Records from a dataset
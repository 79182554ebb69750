//! This library is the foundation for the `echogram-in` crate. It holds the
//! per-channel sample store for Simrad EK60/ES60/ES70 echosounder data and
//! the conversions from raw power and electrical angles to calibrated
//! quantities. It can be built either with serialization support, or in a
//! slightly more lightweight manner without it (see features).
//!
//! The byte-level datagram parser is deliberately not part of this
//! workspace: ingestion consumes already-parsed [`DatagramRecord`] values
//! through the source trait defined in `echogram-in`.
#![allow(clippy::derive_partial_eq_without_eq)]
extern crate chrono;
extern crate log;
extern crate ndarray;
extern crate num;
#[macro_use]
extern crate num_derive;

#[cfg(any(feature = "to_json", feature = "serde"))]
extern crate serde;
#[cfg(feature = "to_json")]
extern crate serde_json;

pub mod calibration;
pub mod convert;
pub mod datagram_structs;
pub mod enums;
pub mod errors;
pub mod grid;
pub mod resample;
pub mod sample_codec;
pub mod settings;
pub mod store;
pub mod timestamp;
#[cfg(test)]
mod tests;

pub use errors::EchoError;

pub use calibration::{CalParam, CalValue, Calibration};
pub use convert::{AngleOptions, BottomLine, BottomOptions, SpOptions, SvOptions, TVG_CORRECTION};
pub use datagram_structs::*;
pub use enums::*;
pub use grid::{GetOptions, ProcessedData};
pub use settings::ReadSettings;
pub use store::{ChannelStore, PingSelection, StorageOptions};
pub use timestamp::{TimeValue, DEFAULT_TIME_FORMAT, NOT_A_TIME};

» TO DO:
Reproduce every record that appears above, keeping the wording exact.

» YOUR SOLUTION:
repository 79182554ebb69750
//! This library is the foundation for the `echogram-in` crate. It holds the
//! per-channel sample store for Simrad EK60/ES60/ES70 echosounder data and
//! the conversions from raw power and electrical angles to calibrated
//! quantities. It can be built either with serialization support, or in a
//! slightly more lightweight manner without it (see features).
//!
//! The byte-level datagram parser is deliberately not part of this
//! workspace: ingestion consumes already-parsed [`DatagramRecord`] values
//! through the source trait defined in `echogram-in`.
#![allow(clippy::derive_partial_eq_without_eq)]
extern crate chrono;
extern crate log;
extern crate ndarray;
extern crate num;
#[macro_use]
extern crate num_derive;

#[cfg(any(feature = "to_json", feature = "serde"))]
extern crate serde;
#[cfg(feature = "to_json")]
extern crate serde_json;

pub mod calibration;
pub mod convert;
pub mod datagram_structs;
pub mod enums;
pub mod errors;
pub mod grid;
pub mod resample;
pub mod sample_codec;
pub mod settings;
pub mod store;
pub mod timestamp;
#[cfg(test)]
mod tests;

pub use errors::EchoError;

pub use calibration::{CalParam, CalValue, Calibration};
pub use convert::{AngleOptions, BottomLine, BottomOptions, SpOptions, SvOptions, TVG_CORRECTION};
pub use datagram_structs::*;
pub use enums::*;
pub use grid::{GetOptions, ProcessedData};
pub use settings::ReadSettings;
pub use store::{ChannelStore, PingSelection, StorageOptions};
pub use timestamp::{TimeValue, DEFAULT_TIME_FORMAT, NOT_A_TIME};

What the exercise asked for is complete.